Dataset entries:

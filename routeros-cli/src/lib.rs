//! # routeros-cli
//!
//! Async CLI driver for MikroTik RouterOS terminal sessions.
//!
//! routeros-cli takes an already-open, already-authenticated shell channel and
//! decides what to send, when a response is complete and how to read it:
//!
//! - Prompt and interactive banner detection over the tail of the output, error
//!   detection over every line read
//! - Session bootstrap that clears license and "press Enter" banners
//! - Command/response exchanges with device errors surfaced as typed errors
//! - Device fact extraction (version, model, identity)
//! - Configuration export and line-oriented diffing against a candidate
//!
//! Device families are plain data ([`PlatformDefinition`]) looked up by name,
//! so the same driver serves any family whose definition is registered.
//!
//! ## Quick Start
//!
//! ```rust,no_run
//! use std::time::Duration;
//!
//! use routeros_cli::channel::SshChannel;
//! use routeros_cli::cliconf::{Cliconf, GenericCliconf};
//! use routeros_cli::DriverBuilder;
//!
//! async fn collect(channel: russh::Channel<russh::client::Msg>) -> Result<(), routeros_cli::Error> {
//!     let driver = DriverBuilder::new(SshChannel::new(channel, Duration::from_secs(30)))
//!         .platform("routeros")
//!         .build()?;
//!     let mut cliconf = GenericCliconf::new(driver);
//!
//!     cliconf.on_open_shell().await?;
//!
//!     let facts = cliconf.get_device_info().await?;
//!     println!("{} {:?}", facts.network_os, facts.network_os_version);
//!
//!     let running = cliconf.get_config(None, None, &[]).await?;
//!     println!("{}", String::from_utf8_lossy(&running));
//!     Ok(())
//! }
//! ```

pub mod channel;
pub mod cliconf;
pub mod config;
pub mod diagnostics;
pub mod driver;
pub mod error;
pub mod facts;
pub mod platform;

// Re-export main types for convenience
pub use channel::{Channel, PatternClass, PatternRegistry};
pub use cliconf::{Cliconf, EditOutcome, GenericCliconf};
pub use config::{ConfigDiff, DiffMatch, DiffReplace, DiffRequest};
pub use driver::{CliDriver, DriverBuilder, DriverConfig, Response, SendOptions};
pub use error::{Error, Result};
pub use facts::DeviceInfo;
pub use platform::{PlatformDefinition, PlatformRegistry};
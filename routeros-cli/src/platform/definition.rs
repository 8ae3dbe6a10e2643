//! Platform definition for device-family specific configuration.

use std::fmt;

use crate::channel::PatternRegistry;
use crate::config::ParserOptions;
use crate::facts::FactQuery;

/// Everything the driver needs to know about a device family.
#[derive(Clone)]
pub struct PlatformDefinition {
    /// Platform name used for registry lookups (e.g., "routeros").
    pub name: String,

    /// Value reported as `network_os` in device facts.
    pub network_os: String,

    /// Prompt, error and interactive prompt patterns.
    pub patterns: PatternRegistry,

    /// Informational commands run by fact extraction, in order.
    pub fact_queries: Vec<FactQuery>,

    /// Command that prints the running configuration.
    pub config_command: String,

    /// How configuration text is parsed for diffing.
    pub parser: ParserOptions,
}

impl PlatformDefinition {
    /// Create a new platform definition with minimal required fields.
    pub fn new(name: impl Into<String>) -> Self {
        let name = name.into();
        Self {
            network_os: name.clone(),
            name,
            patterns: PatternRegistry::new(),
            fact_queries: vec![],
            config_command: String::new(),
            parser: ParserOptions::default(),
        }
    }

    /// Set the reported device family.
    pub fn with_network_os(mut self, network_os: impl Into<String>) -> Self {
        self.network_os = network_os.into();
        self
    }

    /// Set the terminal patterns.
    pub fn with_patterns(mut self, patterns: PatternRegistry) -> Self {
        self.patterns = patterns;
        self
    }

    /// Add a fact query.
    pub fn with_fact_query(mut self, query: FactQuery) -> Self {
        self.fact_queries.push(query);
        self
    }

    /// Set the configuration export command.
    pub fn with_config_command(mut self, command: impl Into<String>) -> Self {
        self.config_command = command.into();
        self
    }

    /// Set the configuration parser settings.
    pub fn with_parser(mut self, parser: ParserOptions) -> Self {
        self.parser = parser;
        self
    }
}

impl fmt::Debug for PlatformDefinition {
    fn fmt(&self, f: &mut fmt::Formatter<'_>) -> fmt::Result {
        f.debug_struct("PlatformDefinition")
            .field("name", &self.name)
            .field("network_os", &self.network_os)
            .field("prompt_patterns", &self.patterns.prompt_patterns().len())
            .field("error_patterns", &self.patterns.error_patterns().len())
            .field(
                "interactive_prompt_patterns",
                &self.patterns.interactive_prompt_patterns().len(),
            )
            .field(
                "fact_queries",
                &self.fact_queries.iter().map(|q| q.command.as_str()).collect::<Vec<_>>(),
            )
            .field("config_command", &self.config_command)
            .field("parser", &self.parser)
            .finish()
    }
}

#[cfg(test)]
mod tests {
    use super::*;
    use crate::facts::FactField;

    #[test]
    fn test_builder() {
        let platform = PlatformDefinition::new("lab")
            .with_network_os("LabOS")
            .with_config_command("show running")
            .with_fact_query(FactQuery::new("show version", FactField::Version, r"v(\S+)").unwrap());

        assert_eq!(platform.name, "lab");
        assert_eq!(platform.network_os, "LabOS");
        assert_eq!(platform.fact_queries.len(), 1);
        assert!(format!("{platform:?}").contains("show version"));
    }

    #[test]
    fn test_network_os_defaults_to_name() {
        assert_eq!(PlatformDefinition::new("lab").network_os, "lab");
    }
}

WHAT YOU HAVE TO DO: In the lines above, locate the string "cliconf". Copy every line where it occurs.

SOLUTION TO THIS EXERCISE:
//! use routeros_cli::cliconf::{Cliconf, GenericCliconf};
//!     let mut cliconf = GenericCliconf::new(driver);
//!     cliconf.on_open_shell().await?;
//!     let facts = cliconf.get_device_info().await?;
//!     let running = cliconf.get_config(None, None, &[]).await?;
pub mod cliconf;
pub use cliconf::{Cliconf, EditOutcome, GenericCliconf};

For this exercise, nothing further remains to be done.